First, I grabbed some historical data for the S&P 500 from Yahoo finance using the get.hist.quote() function from the tseries library. I pulled down daily, weekly, and monthly data starting on 3 January 1950 and ending 31 Dec 2010 (start and end dates are for daily data). I then constructed S&P 500 returns by taking the first-difference of the logarithm of the S&P 500 Adjusted Closing Price. Here are (probably familiar) time series plots of the daily returns and a density plot...
Note that stock returns exhibit clustered volatility and are negatively skewed with significantly heavier tails than one would expect if returns were Gaussian. On a side note (related to my current research), a couple of years ago some researchers at the Santa Fe Institute (specifically Stefan Thurner, J. Farmer, and John Geanakoplos) published a paper titled "Leverage Causes Fat Tails and Clustered Volatility." Their model also predicts that returns should be negatively skewed (a point I think they should have included in the title).
Back to learning about splines! Is today's S&P 500 return useful in predicting tomorrow's S&P 500 return? For the null hypothesis, I take a strongish form of the Efficient Market Hypothesis (EMH):
- Ho: Stock prices follow a random walk with a drift
(i.e., returns should be mean zero white noise)
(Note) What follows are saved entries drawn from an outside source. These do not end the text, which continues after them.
impl WorkerManager {
    /// Create a stopped manager emitting events on `events`.
    #[must_use]
    pub fn new(
        config: EngineConfig,
        backend: Arc<dyn WorkerBackend>,
        events: mpsc::UnboundedSender<EngineEvent>,
    ) -> Self {
        Self {
            config,
            backend,
            events,
            shared: Arc::new(Shared {
                slot: Mutex::new(Slot::default()),
                busy: watch::channel(false).0,
                ready: watch::channel(0).0,
                last_spawn_error: Mutex::new(None),
            }),
            running: None,
        }
    }

    /// Create a stopped manager using the backend selected by `config`.
    ///
    /// # Errors
    ///
    /// Returns `AppError::Config` if the backend cannot be built.
    pub fn from_config(
        config: EngineConfig,
        events: mpsc::UnboundedSender<EngineEvent>,
    ) -> Result<Self> {
        let backend = backend_from_config(&config)?;
        Ok(Self::new(config, backend, events))
    }

    /// Start the relay and the supervising loop, and wait until the first
    /// generation is ready. Calling `start` on a running manager does
    /// nothing.
    ///
    /// # Errors
    ///
    /// Returns `AppError::Spawn` or `AppError::Timeout` when no generation
    /// becomes ready within the configured bound; the manager is stopped
    /// again in that case.
    pub async fn start(&mut self) -> Result<()> {
        if self.running.is_some() {
            return Ok(());
        }

        let relay = StdoutRelay::spawn();
        let events = self.events.clone();
        relay.subscribe(move |chunk| {
            let _ = events.send(EngineEvent::Stdout(chunk));
        });

        let mut ready = self.shared.ready.subscribe();
        let previous = *ready.borrow_and_update();
        *self
            .shared
            .last_spawn_error
            .lock()
            .unwrap_or_else(PoisonError::into_inner) = None;

        let stop = CancellationToken::new();
        let supervisor = Supervisor {
            backend: Arc::clone(&self.backend),
            shared: Arc::clone(&self.shared),
            relay: relay.sender(),
            events: self.events.clone(),
            stop: stop.clone(),
            next_generation: previous,
        };
        let span = info_span!("supervisor", backend = self.backend.name());
        let supervisor = tokio::spawn(supervisor.run().instrument(span));
        self.running = Some(Running {
            stop,
            supervisor,
            relay,
        });

        let limit = self.config.ready_timeout();
        let became_ready = tokio::time::timeout(limit, ready.wait_for(|n| *n > previous))
            .await
            .is_ok_and(|result| result.is_ok());
        if became_ready {
            info!(backend = self.backend.name(), "worker manager started");
            return Ok(());
        }

        let spawn_error = self
            .shared
            .last_spawn_error
            .lock()
            .unwrap_or_else(PoisonError::into_inner)
            .take();
        self.stop().await?;
        Err(match spawn_error {
            Some(err) => AppError::Spawn(err),
            None => AppError::Timeout(format!("no worker generation ready within {limit:?}")),
        })
    }

    /// Submit `script` to the ready generation.
    ///
    /// # Errors
    ///
    /// - `AppError::NotRunning` before [`start`](Self::start).
    /// - `AppError::Busy` while an evaluation is in flight or the next
    ///   generation is still being spawned.
    pub fn evaluate(&self, script: impl Into<String>) -> Result<()> {
        if self.submit(script.into())? {
            Ok(())
        } else {
            Err(AppError::Busy("worker generation is restarting".into()))
        }
    }

    /// Like [`evaluate`](Self::evaluate), but when the previous generation
    /// exited while idle and its replacement is not published yet, wait up
    /// to the ready timeout for it instead of failing.
    ///
    /// # Errors
    ///
    /// - `AppError::NotRunning` before [`start`](Self::start).
    /// - `AppError::Busy` while an evaluation is in flight.
    /// - `AppError::Timeout` when no generation becomes ready in time.
    pub async fn evaluate_when_ready(&self, script: impl Into<String>) -> Result<()> {
        let script = script.into();
        let limit = self.config.ready_timeout();
        let deadline = tokio::time::Instant::now() + limit;
        let mut ready = self.shared.ready.subscribe();
        loop {
            if self.submit(script.clone())? {
                return Ok(());
            }
            debug!("waiting for the replacement generation");
            let published = tokio::time::timeout_at(deadline, ready.changed())
                .await
                .is_ok_and(|changed| changed.is_ok());
            if !published {
                return Err(AppError::Timeout(format!(
                    "no worker generation ready within {limit:?}"
                )));
            }
        }
    }

    /// Hand `script` to the ready generation. `Ok(false)` means no generation
    /// is published yet.
    fn submit(&self, script: String) -> Result<bool> {
        if self.running.is_none() {
            return Err(AppError::NotRunning("worker manager not started".into()));
        }

        let mut slot = self.shared.slot();
        if *self.shared.busy.borrow() {
            return Err(AppError::Busy("an evaluation is already in flight".into()));
        }
        let Some(requests) = slot.requests.take() else {
            return Ok(false);
        };
        slot.in_flight = true;
        self.shared.busy.send_replace(true);
        // Emitted under the slot lock so it always precedes this
        // generation's terminal events.
        let _ = self.events.send(EngineEvent::Started);

        let generation = slot.generation;
        if requests.send(EvaluationRequest { script }).is_err() {
            warn!(generation, "generation exited before the request was delivered");
        }
        info!(generation, "evaluation started");
        Ok(true)
    }

    /// Kill the in-flight evaluation and wait until the manager is idle.
    /// Does nothing while idle.
    ///
    /// # Errors
    ///
    /// Returns `AppError::Timeout` if the busy flag is still set after the
    /// configured cancel timeout.
    pub async fn cancel(&self) -> Result<()> {
        if !self.is_evaluating() {
            return Ok(());
        }
        let token = {
            let slot = self.shared.slot();
            if slot.in_flight {
                slot.cancel.clone().map(|token| (slot.generation, token))
            } else {
                None
            }
        };
        if let Some((generation, token)) = token {
            info!(generation, "cancelling evaluation");
            token.cancel();
        }
        self.wait_idle(self.config.cancel_timeout()).await
    }

    /// Whether an evaluation is in flight.
    #[must_use]
    pub fn is_evaluating(&self) -> bool {
        *self.shared.busy.borrow()
    }

    /// Whether [`start`](Self::start) has succeeded and [`stop`](Self::stop)
    /// has not been called since.
    #[must_use]
    pub fn is_running(&self) -> bool {
        self.running.is_some()
    }

    /// Replace the stdout subscriber. By default chunks are forwarded as
    /// [`EngineEvent::Stdout`].
    ///
    /// # Errors
    ///
    /// Returns `AppError::NotRunning` before [`start`](Self::start).
    pub fn subscribe_stdout(&self, subscriber: impl FnMut(String) + Send + 'static) -> Result<()> {
        let running = self
            .running
            .as_ref()
            .ok_or_else(|| AppError::NotRunning("worker manager not started".into()))?;
        running.relay.subscribe(subscriber);
        Ok(())
    }

    /// Stop the supervising loop, killing the current generation, and wait
    /// for it to exit. Stopping a stopped manager does nothing.
    ///
    /// # Errors
    ///
    /// Infallible today; kept fallible for parity with [`start`](Self::start).
    pub async fn stop(&mut self) -> Result<()> {
        let Some(running) = self.running.take() else {
            return Ok(());
        };
        running.stop.cancel();
        if let Err(err) = running.supervisor.await {
            warn!(%err, "supervisor task failed");
        }
        running.relay.shutdown().await;
        self.shared.busy.send_replace(false);
        info!("worker manager stopped");
        Ok(())
    }

    async fn wait_idle(&self, limit: Duration) -> Result<()> {
        let mut busy = self.shared.busy.subscribe();
        let waited = tokio::time::timeout(limit, busy.wait_for(|busy| !*busy))
            .await
            .is_ok();
        if waited {
            Ok(())
        } else {
            Err(AppError::Timeout(format!(
                "evaluation still running after {limit:?}"
            )))
        }
    }
}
- HA,1: rt+1 = β0 + β1 rt + εt
- HA,2: Whatever the smoothing spline kicks out
Here is a scatter plot of tomorrow's return against today's return. I fit a simple linear regression to the data and plotted the curve in gray. While both the slope and intercept terms are very significant (p-values essentially zero for both), it is worth noting that the standard confidence intervals are not valid (much too narrow) given the blatant violation of Gauss-Markov assumptions for the regression. More work needs to be done before we can take this as evidence against the EMH null (since this post is about smoothing splines I am going to simply state that I would be surprised if, after calculating appropriate standard errors (either using bootstrapping, or some type of heteroskedastic robust standard errors, etc), the parameter results were still significant...but maybe!)
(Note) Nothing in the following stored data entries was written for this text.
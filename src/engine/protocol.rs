//! Supervisor/worker channel protocol.
//!
//! Each worker generation receives exactly one [`EvaluationRequest`] and
//! answers with at most one [`WorkerOutcome`]. Both travel as single NDJSON
//! lines over the generation's private socket, framed by [`ProtocolCodec`].
//!
//! [`WireValue`] keeps the distinction between integers, floats, lists and
//! maps that plain JSON would blur, so the supervisor sees exactly the value
//! the script returned.

use std::collections::BTreeMap;

use bytes::BytesMut;
use serde::{Deserialize, Serialize};
use tokio_util::codec::{Decoder, LinesCodec, LinesCodecError};

use crate::script::Value;
use crate::{AppError, Result};

/// Script text sent to a worker generation.
#[derive(Debug, Clone, PartialEq, Eq, Serialize, Deserialize)]
pub struct EvaluationRequest {
    /// Source of the script to evaluate.
    pub script: String,
}

/// What a generation reports after its single evaluation: the returned value
/// (if any) and whether the script raised an error.
#[derive(Debug, Clone, PartialEq, Serialize, Deserialize)]
pub struct WorkerOutcome {
    /// Value of the script's final expression statement.
    pub value: Option<WireValue>,
    /// Set when lexing, parsing, or execution failed.
    pub error: bool,
}

impl WorkerOutcome {
    /// Outcome of a script that raised an error.
    #[must_use]
    pub fn failed() -> Self {
        Self {
            value: None,
            error: true,
        }
    }

    /// Outcome of a script that completed with `value`.
    #[must_use]
    pub fn completed(value: Option<&Value>) -> Self {
        Self {
            value: value.map(WireValue::from),
            error: false,
        }
    }
}

/// Type-preserving encoding of a script value.
#[derive(Debug, Clone, PartialEq, Serialize, Deserialize)]
#[serde(tag = "type", content = "value", rename_all = "snake_case")]
pub enum WireValue {
    /// `null`.
    Null,
    /// Boolean.
    Bool(bool),
    /// Integer.
    Int(i64),
    /// Finite float.
    Float(f64),
    /// String.
    Str(String),
    /// List.
    List(Vec<WireValue>),
    /// String-keyed map.
    Map(BTreeMap<String, WireValue>),
    /// A value with no data representation (functions, non-finite floats),
    /// carried as its display text.
    Opaque(String),
}

impl From<&Value> for WireValue {
    fn from(value: &Value) -> Self {
        match value {
            Value::Null => Self::Null,
            Value::Bool(b) => Self::Bool(*b),
            Value::Int(i) => Self::Int(*i),
            Value::Float(x) if x.is_finite() => Self::Float(*x),
            Value::Str(s) => Self::Str(s.clone()),
            Value::List(items) => Self::List(items.iter().map(Self::from).collect()),
            Value::Map(entries) => Self::Map(
                entries
                    .iter()
                    .map(|(key, value)| (key.clone(), Self::from(value)))
                    .collect(),
            ),
            other @ (Value::Float(_) | Value::Function(_) | Value::Builtin(_)) => {
                Self::Opaque(other.to_string())
            }
        }
    }
}

impl WireValue {
    /// Convert to plain JSON, or `None` if any nested value is opaque.
    #[must_use]
    pub fn to_json(&self) -> Option<serde_json::Value> {
        Some(match self {
            Self::Null => serde_json::Value::Null,
            Self::Bool(b) => serde_json::Value::Bool(*b),
            Self::Int(i) => serde_json::Value::from(*i),
            Self::Float(x) => serde_json::Number::from_f64(*x).map(serde_json::Value::Number)?,
            Self::Str(s) => serde_json::Value::String(s.clone()),
            Self::List(items) => serde_json::Value::Array(
                items.iter().map(Self::to_json).collect::<Option<Vec<_>>>()?,
            ),
            Self::Map(entries) => serde_json::Value::Object(
                entries
                    .iter()
                    .map(|(key, value)| value.to_json().map(|value| (key.clone(), value)))
                    .collect::<Option<serde_json::Map<_, _>>>()?,
            ),
            Self::Opaque(_) => return None,
        })
    }
}

/// Encode a message as one NDJSON line including the trailing newline.
///
/// # Errors
///
/// Returns [`AppError::Protocol`] if serialisation fails.
pub fn encode_line<T: Serialize>(message: &T) -> Result<Vec<u8>> {
    let mut bytes = serde_json::to_vec(message)
        .map_err(|err| AppError::Protocol(format!("failed to serialise message: {err}")))?;
    bytes.push(b'\n');
    Ok(bytes)
}

/// Parse one NDJSON line.
///
/// # Errors
///
/// Returns [`AppError::Protocol`]`("malformed json: …")` if the line does not
/// hold the expected message.
pub fn decode_line<T: for<'de> Deserialize<'de>>(line: &str) -> Result<T> {
    serde_json::from_str(line.trim_end())
        .map_err(|err| AppError::Protocol(format!("malformed json: {err}")))
}

/// NDJSON codec for the supervisor side of the channel.
///
/// Delegates framing to [`LinesCodec`] with a configured maximum line length
/// so a misbehaving worker cannot make the supervisor buffer without bound.
#[derive(Debug)]
pub struct ProtocolCodec {
    lines: LinesCodec,
    max_line_bytes: usize,
}

impl ProtocolCodec {
    /// Create a codec rejecting lines longer than `max_line_bytes`.
    #[must_use]
    pub fn new(max_line_bytes: usize) -> Self {
        Self {
            lines: LinesCodec::new_with_max_length(max_line_bytes),
            max_line_bytes,
        }
    }

    fn map_error(&self, err: LinesCodecError) -> AppError {
        match err {
            LinesCodecError::MaxLineLengthExceeded => AppError::Protocol(format!(
                "line too long: exceeded {} bytes",
                self.max_line_bytes
            )),
            LinesCodecError::Io(err) => AppError::Io(err.to_string()),
        }
    }
}

impl Decoder for ProtocolCodec {
    type Item = String;
    type Error = AppError;

    fn decode(&mut self, src: &mut BytesMut) -> Result<Option<Self::Item>> {
        self.lines.decode(src).map_err(|err| self.map_error(err))
    }

    fn decode_eof(&mut self, src: &mut BytesMut) -> Result<Option<Self::Item>> {
        self.lines.decode_eof(src).map_err(|err| self.map_error(err))
    }
}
The smoothing spline is in orange. I used the smooth.spline() function in R to fit the spline (using leave-one-out cross-validation to pick the optimal penalty for the curvature).
If stock prices reflect all relevant information about the value of the stock, then one would expect that today's return should be pretty useless in predicting tomorrow's return (thus under the null the true regression line should be the dotted red line in the above scatter).
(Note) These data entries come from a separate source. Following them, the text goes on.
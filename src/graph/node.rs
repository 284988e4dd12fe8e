use super::Edge;
use crate::{NodeId, NodeIdMap, Vec2};

/// A named point in the [`Graph`](crate::Graph), owning its outgoing Edges.
///
/// The key is the Node's identity and never changes; the position may. No
/// pathfinding scratch state lives here: the solver keeps distances and
/// parents in its own per-query map, so Nodes can never carry stale search
/// data between solves.
#[derive(Clone, Debug)]
pub struct Node {
    key: String,
    position: Vec2,
    edges: NodeIdMap<Edge>,
}

impl Node {
    pub(crate) fn new(key: String, position: Vec2) -> Node {
        Node {
            key,
            position,
            edges: NodeIdMap::default(),
        }
    }

    /// the unique key identifying this Node
    pub fn key(&self) -> &str {
        &self.key
    }

    /// the Node's current position in world units
    pub fn position(&self) -> Vec2 {
        self.position
    }

    pub(crate) fn set_position(&mut self, position: Vec2) {
        self.position = position;
    }

    /// the number of outgoing Edges
    pub fn edge_count(&self) -> usize {
        self.edges.len()
    }

    /// Returns the outgoing Edge to `target`, if the Nodes are connected.
    pub fn edge_to(&self, target: NodeId) -> Option<&Edge> {
        self.edges.get(&target)
    }

    /// Returns an Iterator over the outgoing Edges, in no particular order.
    pub fn edges(&self) -> impl Iterator<Item = &Edge> + '_ {
        self.edges.values()
    }

    pub(crate) fn edges_mut(&mut self) -> impl Iterator<Item = &mut Edge> + '_ {
        self.edges.values_mut()
    }

    /// Inserts an Edge to `target`. Already connected is a no-op, so the
    /// cached weight of an existing Edge is left alone.
    pub(crate) fn add_edge(&mut self, edge: Edge) {
        self.edges.entry(edge.target()).or_insert(edge);
    }

    pub(crate) fn remove_edge(&mut self, target: NodeId) {
        self.edges.remove(&target);
    }
}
But what about the smoothing spline? A few things:
- While the regression line is positively sloped, the smoothing spline is negatively sloped for larger negative and large positive values of today's return.
- The asymmetry. The slope of the smoothing spline is more negative for large negative values of today's return (compared with the slope of the smoothing spline for large positive values of today's return).
- Outliers: The October 1987 stock market crash looms large in the data. How sensitive is the estimated smoothing spline to these 1-2 observations?
- Is the asymmetry of the smoothing spline a statistical artifact?
- Most importantly, despite the dramatic appearance, is the smoothing spline significantly different than the dotted red line?
For the most part, the dotted-red line lies entirely within the 95% confidence band for the smoothing spline (if you squint you can kind of see a small portion of the dotted-red line that lies outside the bands). So despite the dramatic appearance of the smoothing spline I would say that we can not statistically distinguish it from the dotted-red line.
I was curious to see what the above plot might look like if I used weekly and monthly S&P 500 returns instead of daily returns...
Weekly Returns:
Monthly Returns:
I was surprised at how different the daily, weekly, and monthly smoothing splines turned out to be...still in all three cases the 95% confidence bands for the smoothing spline contain (almost completely) the red-dotted line. I will have a think as to why they are so different, and perhaps follow up with another post. My R code will be posted as soon as I have time to get my Google Code page up and running...until then feel free to email me (or leave email in a comment) and I will send it to you.
Update: As pointed out in a comment below, EMH predicts stock returns should follow a random walk with a drift...which implies that the dotted-red line doesn't necessarily need to have a zero intercept. One would hope that the drift is slightly positive!
Nice pictures, However, maybe I misunderstood, but I think that simply resampling stock returns for bootstrap is not correct (you lose information from the ordering of observations). With time series data you should resample (estimated) residuals to "reconstruct" the series and do bootstrap from those.
ReplyDeleteAlso, I'm not sure that EMH requires zero mean returns (they should be positive, due to discounting, if nothing else), although that doesn't probably matter much here.
ivansml,
ReplyDeleteBoth of your notes are good. I have used non-parametric estimation before and constructed bootstrap confidence bands, but this is my first time using splines and my first time working with pure time-series data. It should not be too hard to change my code to re-sample estimated residuals. I will re-run the plots and see what changes.
Although I didn't mention it in the above post (probably should have) I used the dividend adjusted closing price to construct the returns. After adjusting for dividends, EMH implies that stock returns should follow a random walk with a drift (so returns don't necessarily need to have zero mean).